Sen. Bob Hall | ATexasRanger, CC BY-SA 4.0 <https://creativecommons.org/licenses/by-sa/4.0>, via Wikimedia Commons, cropped
Sen. Bob Hall | ATexasRanger, CC BY-SA 4.0 <https://creativecommons.org/licenses/by-sa/4.0>, via Wikimedia Commons, cropped
Director of the Energy Alliance and energy expert Bill Peacock and state Sen. Bob Hall are scheduled to speak at a special meeting tonight on the widespread blackouts in Texas last week.
The meeting, hosted by Park County Conservatives, will be held on Friday, Feb. 26, a 6 p.m., the group announced. The meeting will take place at 129 S. Ranch House Road, Willow Park.
"Our goal is to learn what actually happened, what can be done to prevent it in the future and how we can help," the announcement stated.
Energy Alliance Policy Director Bill Peacock
| linkedin.com/in/bill-peacock-1a12526
Peacock has spoken out about the widespread blackouts in Texas and told the Lone Star Standard that it was not only the weather to blame.
“Beyond the weather, environmental policies that have been pushing renewable energy across the country and in Texas for a long time are largely keeping the Texas grid from providing reliable power,” Peacock told the Lone Star Standard.
“We could have a reliable natural gas backup in place but we don't. All three of those are related to the renewable energy policies in Texas and in the United States,” Peacock said. “We need to stop renewable energy subsidies, eliminate excessive regulation by the Texas Public Utility Commission and let the market work...then, we will have a system that we can rely upon.”
Peacock previously has questioned if California's rolling blackouts would occur in Texas. He has also repeatedly warned about the reliability issues caused by renewables, particularly in cases of extreme weather:
"Truth be told, it is the 'innovation” of wind energy that is largely responsible for California’s blackouts. Since Texas is even more innovative when it comes to wind energy, today’s problems with California’s electric grid could be a glimpse into Texas’ future," Peacock wrote in a column for the Lone Star Standard last summer.
"These interventions have led to significant distortions and reliability problems in Texas’ electric grid, along with fears of blackouts like California is facing today," Peacock wrote.

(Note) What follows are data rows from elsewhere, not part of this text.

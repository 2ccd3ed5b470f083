use crate::error::CredentialsError;
use cloudize_core::error::fs::FsError;
use reqwest::StatusCode;
use thiserror::Error;

/// Errors reported by an object store while uploading one file.
#[derive(Error, Debug)]
pub enum ObjectStoreError {
    /// The HTTP client could not be set up.
    #[error("Failed to build HTTP client")]
    BuildClientFailed(#[source] reqwest::Error),

    /// No access token could be obtained.
    #[error("Failed to obtain credentials for the object store")]
    Credentials(#[from] CredentialsError),

    /// The local file could not be opened.
    #[error("Failed to open source file")]
    OpenSource(#[source] FsError),

    /// The configured endpoint is not a URL.
    #[error("Invalid storage endpoint")]
    InvalidEndpoint(#[source] url::ParseError),

    /// The request could not be built (bad endpoint or bucket name).
    #[error("Invalid upload URL for '{key}'")]
    InvalidUrl {
        /// Remote key of the object.
        key: String,
        /// Why the URL was rejected.
        source: url::ParseError,
    },

    // reqwest::Error's Display already includes its sources
    /// The request failed before a response was received.
    #[error("Upload of '{key}' failed: {error}")]
    Request {
        /// Remote key of the object.
        key: String,
        /// The transport error.
        error: reqwest::Error,
    },

    /// The store answered with a non-success status.
    #[error("Upload of '{key}' was rejected with {status}: {message}")]
    Rejected {
        /// Remote key of the object.
        key: String,
        /// HTTP status of the response.
        status: StatusCode,
        /// Response body.
        message: String,
    },
}
use crate::error::RewriteError;
use crate::input::LogicalFileInput;
use cloudize_core::document::access::{get_deep, set_deep};
use cloudize_core::document::DocumentNode;

/// A bucket as seen from a workflow document, e.g. `gs://my-bucket`.
#[derive(Debug, Clone, PartialEq, Eq)]
pub struct RemoteBucket {
    scheme: String,
    name: String,
}

impl RemoteBucket {
    /// `scheme` is the URI scheme without `://`.
    pub fn new(scheme: impl Into<String>, name: impl Into<String>) -> Self {
        RemoteBucket {
            scheme: scheme.into(),
            name: name.into(),
        }
    }

    /// The bucket name.
    pub fn name(&self) -> &str {
        &self.name
    }

    /// The URI of the object stored under `remote_key`.
    pub fn uri(&self, remote_key: &str) -> String {
        format!("{}://{}/{}", self.scheme, self.name, remote_key)
    }
}

/// Returns a copy of `original` in which every file input points at its
/// primary file's remote URI.
///
/// Records with a non-empty `path` get their `path` replaced; any other file
/// reference is replaced as a whole.
pub fn rewrite_document(
    original: &DocumentNode,
    file_inputs: &[LogicalFileInput],
    bucket: &RemoteBucket,
) -> Result<DocumentNode, RewriteError> {
    let mut rewritten = original.clone();
    for input in file_inputs {
        let document_path = input.document_path();
        let remote_key = input
            .primary()
            .remote_key()
            .ok_or_else(|| RewriteError::Unplanned(document_path.clone()))?;
        let uri = DocumentNode::string(bucket.uri(remote_key));

        let path_field = document_path.child("path");
        let target = match get_deep(&rewritten, path_field.steps()) {
            Some(value) if value.is_truthy() => path_field,
            _ => document_path.clone(),
        };
        set_deep(&mut rewritten, target.steps(), uri)
            .map_err(|err| RewriteError::SetPathFailed(target.clone(), err))?;
    }
    Ok(rewritten)
}
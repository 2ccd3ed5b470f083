use std::fmt;

/// One step from a container to one of its children.
#[derive(Debug, Clone, PartialEq, Eq, Hash)]
pub enum PathStep {
    Key(String),
    Index(usize),
}

impl PathStep {
    pub fn as_key(&self) -> Option<&str> {
        match self {
            PathStep::Key(key) => Some(key.as_str()),
            PathStep::Index(_) => None,
        }
    }
}

impl From<&str> for PathStep {
    fn from(key: &str) -> Self {
        PathStep::Key(key.to_string())
    }
}

impl From<String> for PathStep {
    fn from(key: String) -> Self {
        PathStep::Key(key)
    }
}

impl From<usize> for PathStep {
    fn from(index: usize) -> Self {
        PathStep::Index(index)
    }
}

impl fmt::Display for PathStep {
    fn fmt(&self, f: &mut fmt::Formatter<'_>) -> fmt::Result {
        match self {
            PathStep::Key(key) => write!(f, ".{key}"),
            PathStep::Index(index) => write!(f, "[{index}]"),
        }
    }
}

/// Location of a node, as the steps taken from the document root.
#[derive(Debug, Clone, Default, PartialEq, Eq, Hash)]
pub struct NodePath(Vec<PathStep>);

impl NodePath {
    pub fn root() -> Self {
        Self::default()
    }

    pub fn steps(&self) -> &[PathStep] {
        &self.0
    }

    pub fn last(&self) -> Option<&PathStep> {
        self.0.last()
    }

    /// A new path one step deeper; `self` is left as it was.
    pub fn child(&self, step: impl Into<PathStep>) -> NodePath {
        let mut steps = Vec::with_capacity(self.0.len() + 1);
        steps.extend(self.0.iter().cloned());
        steps.push(step.into());
        NodePath(steps)
    }

    /// The name of the input a node belongs to: its own key, or its parent's
    /// key when the node is a sequence element.
    pub fn input_name(&self) -> Option<&str> {
        match self.0.as_slice() {
            [] => None,
            [.., PathStep::Key(key)] => Some(key.as_str()),
            [.., parent, PathStep::Index(_)] => parent.as_key(),
            [PathStep::Index(_)] => None,
        }
    }
}

impl<S: Into<PathStep>> FromIterator<S> for NodePath {
    fn from_iter<I: IntoIterator<Item = S>>(iter: I) -> Self {
        NodePath(iter.into_iter().map(Into::into).collect())
    }
}

impl fmt::Display for NodePath {
    fn fmt(&self, f: &mut fmt::Formatter<'_>) -> fmt::Result {
        if self.0.is_empty() {
            return write!(f, ".");
        }
        for step in &self.0 {
            write!(f, "{step}")?;
        }
        Ok(())
    }
}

Peacock has written extensively about how renewable energy is not self-sustaining, but it is reliant on taxpayer subsidies. In another piece he wrote, an op-ed for the Lone Star Standard, he pointed out the billions in subsidies wind and solar farms have received.
"In 2019, wind and solar farms operating in Texas took in almost $6 billion subsidies and benefits from local, state and federal governments. All of that came out of the pockets of average everyday Americans—mostly Texans," Peacock wrote. "Texas is already closing in on California when it comes to high energy costs. And they are not too much farther behind when it comes to the reliability problems California has had that led to rolling blackouts this summer."